In recent years, deep learning has become a transformative tool across various fields. Its ability to automatically learn hierarchical representations from data has significantly impacted medical image analysis, offering unprecedented insights and facilitating the development of diagnostic methods. The application of deep learning in medical imaging has made significant progress, and convolutional neural networks have shown extraordinary abilities in tasks such as image segmentation, disease detection, and diagnostic decision support. The ability of deep neural networks to distinguish complex patterns in medical images greatly promotes our understanding and interpretation of complex pathology and diseases. Deep learning has gained much attention and could utilize medical imaging to diagnose the knee joint abnormalities (Bien et al., 2018; Pedoia et al., 2019; Rizk et al., 2021). Multimodal learning is an approach that combines multiple sources of data to provide more information and better performance (Kong et al., 2022). Integrating morphological information from knee MRI exams and arthroscopy provides a possibility for supplying more comprehensive information and detecting more detailed meniscus injuries. The significance lies in leveraging the complementary information from both MRI and arthroscopic imaging modalities to construct a deep learning network, enhancing diagnostic accuracy and robustness in joint pathology assessment. Considering that arthroscopic images are commonly acquired during surgery, which is after disease diagnosis, knee arthroscopic data can only be leveraged as missing modality (Chevalier et al., 2018; Shaikh et al., 2020; Ganaie and Tanveer, 2022) input for training but not for testing in deep learning (Tung and Mori, 2019).

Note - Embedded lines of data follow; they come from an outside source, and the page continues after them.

// Shell command runner
// reason: tokio::process for async child management, nix for process-group signals
use async_trait::async_trait;
use std::process::{ExitStatus, Stdio};
use std::time::Duration;
use tokio::io::{AsyncBufReadExt, AsyncRead, AsyncReadExt, BufReader};
use tokio::process::{Child, Command};
use tokio::sync::mpsc;
use tokio::time::Instant;
use tracing::{debug, info, warn};

use cmdvault_core::domain::ExecutionOutcome;
use cmdvault_core::port::{CancelToken, CommandRunner, ExecutionError, OutputSink, RunSpec};

/// Default shell used to interpret command text
pub const DEFAULT_SHELL: &str = "sh";

/// Default delay between SIGTERM and SIGKILL on cancellation
pub const DEFAULT_KILL_GRACE: Duration = Duration::from_secs(3);

// Lines buffered between the pipe readers and the capture loop
const LINE_BUFFER: usize = 256;

/// Longest line forwarded as one entry; longer output is split
pub const MAX_LINE_BYTES: usize = 64 * 1024;

/// Runs command text through `<shell> -c` and streams its merged output
///
/// stdout and stderr are read concurrently and funneled into one capture loop,
/// so each stream keeps its own order while the interleaving between them
/// follows arrival.
pub struct ShellCommandRunner {
    shell: String,
    kill_grace: Duration,
}

impl ShellCommandRunner {
    pub fn new(shell: impl Into<String>, kill_grace: Duration) -> Self {
        Self {
            shell: shell.into(),
            kill_grace,
        }
    }

    fn spawn(&self, spec: &RunSpec) -> Result<Child, ExecutionError> {
        let mut command = Command::new(&self.shell);
        command
            .arg("-c")
            .arg(&spec.command_text)
            .current_dir(&spec.working_dir)
            .stdin(Stdio::null())
            .stdout(Stdio::piped())
            .stderr(Stdio::piped())
            .kill_on_drop(true);

        // Own process group so cancellation reaches everything the shell starts
        #[cfg(unix)]
        command.process_group(0);

        command
            .spawn()
            .map_err(|e| ExecutionError::SpawnFailed(format!("{}: {}", self.shell, e)))
    }

    /// Ask the process (group) to stop; SIGKILL follows after `kill_grace`
    fn request_stop(&self, child: &mut Child) {
        #[cfg(unix)]
        {
            use nix::sys::signal::Signal;
            match signal_group(child.id(), Signal::SIGTERM) {
                Ok(()) => return,
                Err(e) => warn!(error = %e, "SIGTERM failed, killing directly"),
            }
        }
        if let Err(e) = child.start_kill() {
            warn!(error = %e, "Failed to kill process");
        }
    }

    fn force_kill(&self, child: &mut Child) {
        #[cfg(unix)]
        {
            use nix::sys::signal::Signal;
            if let Err(e) = signal_group(child.id(), Signal::SIGKILL) {
                debug!(error = %e, "SIGKILL to process group failed");
            }
        }
        if let Err(e) = child.start_kill() {
            debug!(error = %e, "Process already gone");
        }
    }
}

impl Default for ShellCommandRunner {
    fn default() -> Self {
        Self::new(DEFAULT_SHELL, DEFAULT_KILL_GRACE)
    }
}

#[cfg(unix)]
fn signal_group(pid: Option<u32>, signal: nix::sys::signal::Signal) -> Result<(), ExecutionError> {
    use nix::sys::signal::killpg;
    use nix::unistd::Pid;

    let pid = pid.ok_or_else(|| ExecutionError::Killed("process already reaped".to_string()))?;
    let pid = i32::try_from(pid)
        .map_err(|_| ExecutionError::Killed(format!("pid {} out of range", pid)))?;
    killpg(Pid::from_raw(pid), signal)
        .map_err(|e| ExecutionError::Killed(format!("{:?} failed: {}", signal, e)))
}

/// Strip the line terminator and decode lossily
fn decode_line(mut bytes: &[u8]) -> String {
    if let Some(rest) = bytes.strip_suffix(b"\n") {
        bytes = rest;
    }
    if let Some(rest) = bytes.strip_suffix(b"\r") {
        bytes = rest;
    }
    String::from_utf8_lossy(bytes).into_owned()
}

/// Forward every line of `reader` into `tx` until EOF
///
/// A line longer than [`MAX_LINE_BYTES`] is forwarded in chunks of that size.
fn forward_lines<R>(reader: R, tx: mpsc::Sender<String>) -> tokio::task::JoinHandle<()>
where
    R: AsyncRead + Unpin + Send + 'static,
{
    tokio::spawn(async move {
        let mut reader = BufReader::new(reader);
        let mut buf = Vec::new();
        loop {
            buf.clear();
            let mut chunk = (&mut reader).take(MAX_LINE_BYTES as u64);
            match chunk.read_until(b'\n', &mut buf).await {
                Ok(0) => break,
                Ok(_) => {
                    if tx.send(decode_line(&buf)).await.is_err() {
                        break;
                    }
                }
                Err(e) => {
                    warn!(error = %e, "Output pipe read failed");
                    break;
                }
            }
        }
    })
}

async fn grace_elapsed(deadline: Option<Instant>) {
    match deadline {
        Some(deadline) => tokio::time::sleep_until(deadline).await,
        None => std::future::pending().await,
    }
}

fn outcome_from_status(status: ExitStatus) -> ExecutionOutcome {
    if let Some(exit_code) = status.code() {
        return ExecutionOutcome::Finished { exit_code };
    }

    #[cfg(unix)]
    {
        use std::os::unix::process::ExitStatusExt;
        if let Some(signal) = status.signal() {
            return ExecutionOutcome::Failed {
                reason: format!("terminated by signal {}", signal),
            };
        }
    }

    ExecutionOutcome::Failed {
        reason: "exited without a status code".to_string(),
    }
}

#[async_trait]
impl CommandRunner for ShellCommandRunner {
    async fn run(
        &self,
        spec: &RunSpec,
        sink: &dyn OutputSink,
        mut cancel: CancelToken,
    ) -> Result<ExecutionOutcome, ExecutionError> {
        let mut child = self.spawn(spec)?;
        info!(
            execution_id = %spec.execution_id,
            pid = ?child.id(),
            working_dir = %spec.working_dir.display(),
            "Spawned shell command"
        );

        let (tx, mut rx) = mpsc::channel(LINE_BUFFER);
        if let Some(stdout) = child.stdout.take() {
            forward_lines(stdout, tx.clone());
        }
        if let Some(stderr) = child.stderr.take() {
            forward_lines(stderr, tx.clone());
        }
        drop(tx);

        let mut output_done = false;
        let mut cancel_requested = false;
        let mut kill_at: Option<Instant> = None;

        // Drain output before reaping so no trailing line is lost
        let status = loop {
            tokio::select! {
                line = rx.recv(), if !output_done => match line {
                    Some(line) => sink.emit(line),
                    None => output_done = true,
                },
                status = child.wait(), if output_done => {
                    break status.map_err(|e| ExecutionError::Io(e.to_string()))?;
                }
                _ = cancel.cancelled(), if !cancel_requested => {
                    info!(execution_id = %spec.execution_id, "Stopping process (SIGTERM)");
                    cancel_requested = true;
                    self.request_stop(&mut child);
                    kill_at = Some(Instant::now() + self.kill_grace);
                }
                _ = grace_elapsed(kill_at) => {
                    warn!(
                        execution_id = %spec.execution_id,
                        "Process did not exit after SIGTERM, sending SIGKILL"
                    );
                    kill_at = None;
                    self.force_kill(&mut child);
                }
            }
        };

        let outcome = if cancel_requested {
            ExecutionOutcome::Cancelled
        } else {
            outcome_from_status(status)
        };
        info!(
            execution_id = %spec.execution_id,
            outcome = %outcome,
            "Shell command completed"
        );
        Ok(outcome)
    }
}

#[cfg(all(test, unix))]
mod tests {
    use super::*;
    use cmdvault_core::port::cancel_channel;
    use std::path::Path;
    use std::sync::{Arc, Mutex};
    use tempfile::TempDir;

    #[derive(Default)]
    struct CollectingSink {
        lines: Mutex<Vec<String>>,
    }

    impl CollectingSink {
        fn lines(&self) -> Vec<String> {
            self.lines.lock().unwrap().clone()
        }
    }

    impl OutputSink for CollectingSink {
        fn emit(&self, text: String) {
            self.lines.lock().unwrap().push(text);
        }
    }

    fn spec(command_text: &str, dir: &Path) -> RunSpec {
        RunSpec {
            execution_id: "exec-test".to_string(),
            command_text: command_text.to_string(),
            working_dir: dir.to_path_buf(),
        }
    }

    async fn run(command_text: &str) -> (Result<ExecutionOutcome, ExecutionError>, Vec<String>) {
        let dir = TempDir::new().unwrap();
        let sink = CollectingSink::default();
        let (_tx, token) = cancel_channel();
        let result = ShellCommandRunner::default()
            .run(&spec(command_text, dir.path()), &sink, token)
            .await;
        (result, sink.lines())
    }

    #[tokio::test]
    async fn test_lines_and_exit_code() {
        let (result, lines) = run("echo a; echo b").await;
        assert_eq!(result.unwrap(), ExecutionOutcome::Finished { exit_code: 0 });
        assert_eq!(lines, vec!["a", "b"]);
    }

    #[tokio::test]
    async fn test_nonzero_exit() {
        let (result, lines) = run("exit 3").await;
        assert_eq!(result.unwrap(), ExecutionOutcome::Finished { exit_code: 3 });
        assert!(lines.is_empty());
    }

    #[tokio::test]
    async fn test_stderr_is_merged() {
        let (result, mut lines) = run("echo out; echo err 1>&2").await;
        assert!(result.unwrap().is_success());
        lines.sort();
        assert_eq!(lines, vec!["err", "out"]);
    }

    #[tokio::test]
    async fn test_stdout_order_preserved() {
        let (result, lines) = run("i=0; while [ $i -lt 200 ]; do echo $i; i=$((i+1)); done").await;
        assert!(result.unwrap().is_success());
        let expected: Vec<String> = (0..200).map(|i| i.to_string()).collect();
        assert_eq!(lines, expected);
    }

    #[tokio::test]
    async fn test_line_endings_and_invalid_utf8() {
        let (_, lines) = run("printf 'crlf\\r\\n'; printf 'bad \\377 byte\\n'; printf 'tail'").await;
        assert_eq!(lines.len(), 3);
        assert_eq!(lines[0], "crlf");
        assert!(lines[1].starts_with("bad "));
        assert!(lines[1].contains('\u{FFFD}'));
        assert_eq!(lines[2], "tail");
    }

    #[tokio::test]
    async fn test_long_line_is_split() {
        let (result, lines) = run("head -c 200000 /dev/zero | tr '\\0' x").await;
        assert_eq!(result.unwrap(), ExecutionOutcome::Finished { exit_code: 0 });
        assert_eq!(lines.len(), 4);
        assert!(lines.iter().all(|l| l.len() <= MAX_LINE_BYTES));
        assert_eq!(lines.iter().map(String::len).sum::<usize>(), 200_000);
        assert!(lines.iter().all(|l| l.bytes().all(|b| b == b'x')));
    }

    #[tokio::test]
    async fn test_runs_in_working_directory() {
        let dir = TempDir::new().unwrap();
        let sink = CollectingSink::default();
        let (_tx, token) = cancel_channel();

        ShellCommandRunner::default()
            .run(&spec("pwd", dir.path()), &sink, token)
            .await
            .unwrap();

        let printed = std::fs::canonicalize(&sink.lines()[0]).unwrap();
        assert_eq!(printed, std::fs::canonicalize(dir.path()).unwrap());
    }

    #[tokio::test]
    async fn test_spawn_failure() {
        let dir = TempDir::new().unwrap();
        let sink = CollectingSink::default();
        let (_tx, token) = cancel_channel();
        let runner = ShellCommandRunner::new("/nonexistent/shell", DEFAULT_KILL_GRACE);

        let err = runner
            .run(&spec("echo hi", dir.path()), &sink, token)
            .await
            .unwrap_err();
        assert!(matches!(err, ExecutionError::SpawnFailed(_)));
        assert!(sink.lines().is_empty());
    }

    #[tokio::test]
    async fn test_killed_by_signal() {
        let (result, _) = run("kill -9 $$").await;
        assert_eq!(
            result.unwrap(),
            ExecutionOutcome::Failed {
                reason: "terminated by signal 9".to_string()
            }
        );
    }

    async fn wait_for_first_line(sink: &CollectingSink) {
        tokio::time::timeout(Duration::from_secs(5), async {
            while sink.lines().is_empty() {
                tokio::time::sleep(Duration::from_millis(10)).await;
            }
        })
        .await
        .expect("process never printed");
    }

    #[tokio::test]
    async fn test_cancel_terminates_process() {
        let dir = TempDir::new().unwrap();
        let sink = Arc::new(CollectingSink::default());
        let (cancel, token) = cancel_channel();
        let runner = Arc::new(ShellCommandRunner::default());

        let task = {
            let sink = Arc::clone(&sink);
            let spec = spec("echo started; sleep 30", dir.path());
            tokio::spawn(async move { runner.run(&spec, &*sink, token).await })
        };

        wait_for_first_line(&sink).await;
        assert!(cancel.cancel());

        let outcome = tokio::time::timeout(Duration::from_secs(5), task)
            .await
            .unwrap()
            .unwrap()
            .unwrap();
        assert_eq!(outcome, ExecutionOutcome::Cancelled);
        assert_eq!(sink.lines(), vec!["started"]);
    }

    #[tokio::test]
    async fn test_cancel_escalates_to_sigkill() {
        let dir = TempDir::new().unwrap();
        let sink = Arc::new(CollectingSink::default());
        let (cancel, token) = cancel_channel();
        let runner = Arc::new(ShellCommandRunner::new(
            DEFAULT_SHELL,
            Duration::from_millis(200),
        ));

        let task = {
            let sink = Arc::clone(&sink);
            let spec = spec("trap '' TERM; echo ready; sleep 30", dir.path());
            tokio::spawn(async move { runner.run(&spec, &*sink, token).await })
        };

        wait_for_first_line(&sink).await;
        cancel.cancel();

        let outcome = tokio::time::timeout(Duration::from_secs(5), task)
            .await
            .unwrap()
            .unwrap()
            .unwrap();
        assert_eq!(outcome, ExecutionOutcome::Cancelled);
    }
}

Meanwhile, knowledge distillation has become a focal point in the evolution of deep learning models. Originally conceived as a technique for model compression, knowledge distillation has transcended its initial purpose. It serves not only as a means to reduce model complexity but also as a mechanism for transferring the acquired knowledge from a teacher model to a more lightweight student model. This pedagogical approach not only facilitates the deployment of models in resource-constrained environments but also contributes to model generalization and interpretability. Knowledge distillation-based methods can be utilized to address the absence of modalities in medical image analysis (Chen et al., 2022). However, whether knowledge distillation can be used to teach missing arthroscopic information to mono-modality MRI model to improve network performance remains to be verified.
Thus, the purpose of this study was to investigate whether the mono-modal student model S with only MRI input could learn the knowledge of knee arthroscopy from the multimodal teacher model T through a knowledge distillation learning framework and improve the performance in meniscus tear detection.
2 Materials and methods
2.1 Study population
This retrospective study included a total of 202 patients who had knee MRI examinations and their paired arthroscopic images at Shanghai Sixth People’s Hospital Affiliated with Shanghai Jiao Tong University School of Medicine between January 2021 and December 2022. Patients who had a previous knee surgery history or an interval between the MRI examination and subsequent surgery of more than 3 months were excluded (8 patients). The included population consisted of 87 (44.8%) men and 107 (55.2%) women with a mean age of 40.5 years and a standard deviation (SD) of 15.3 years. Five of them had surgical images and MRI exams on both knees (194 patients, 199 cases). The data composition and utilization of our research are shown in Figure 1. There were 169 injury cases with 60 (30.2%) medial meniscal tears and 125 (62.8%) lateral meniscal tears in the paired knee Arthroscopy-MRI dataset. The report of the knee surgery served as the standard of reference of this study. Study population information from our databases is detailed in Table 1.
2.2 Image data acquisition and preprocessing
All MRI scans were collected on a 3.0-T MRI Scanner (Achieva; Philips Healthcare, Netherlands). Our study used the coronal proton density (PD)-weighted fat-suppression sequence with the following scanning settings: repetition time, 2,100 ms; echo time, 38.4 ms and slice thickness, 3.2 mm. The MRI images were labelled medial intact, medial injury, lateral intact or lateral injury, and the region of interest (ROI) was cropped based on the manual segmentation results.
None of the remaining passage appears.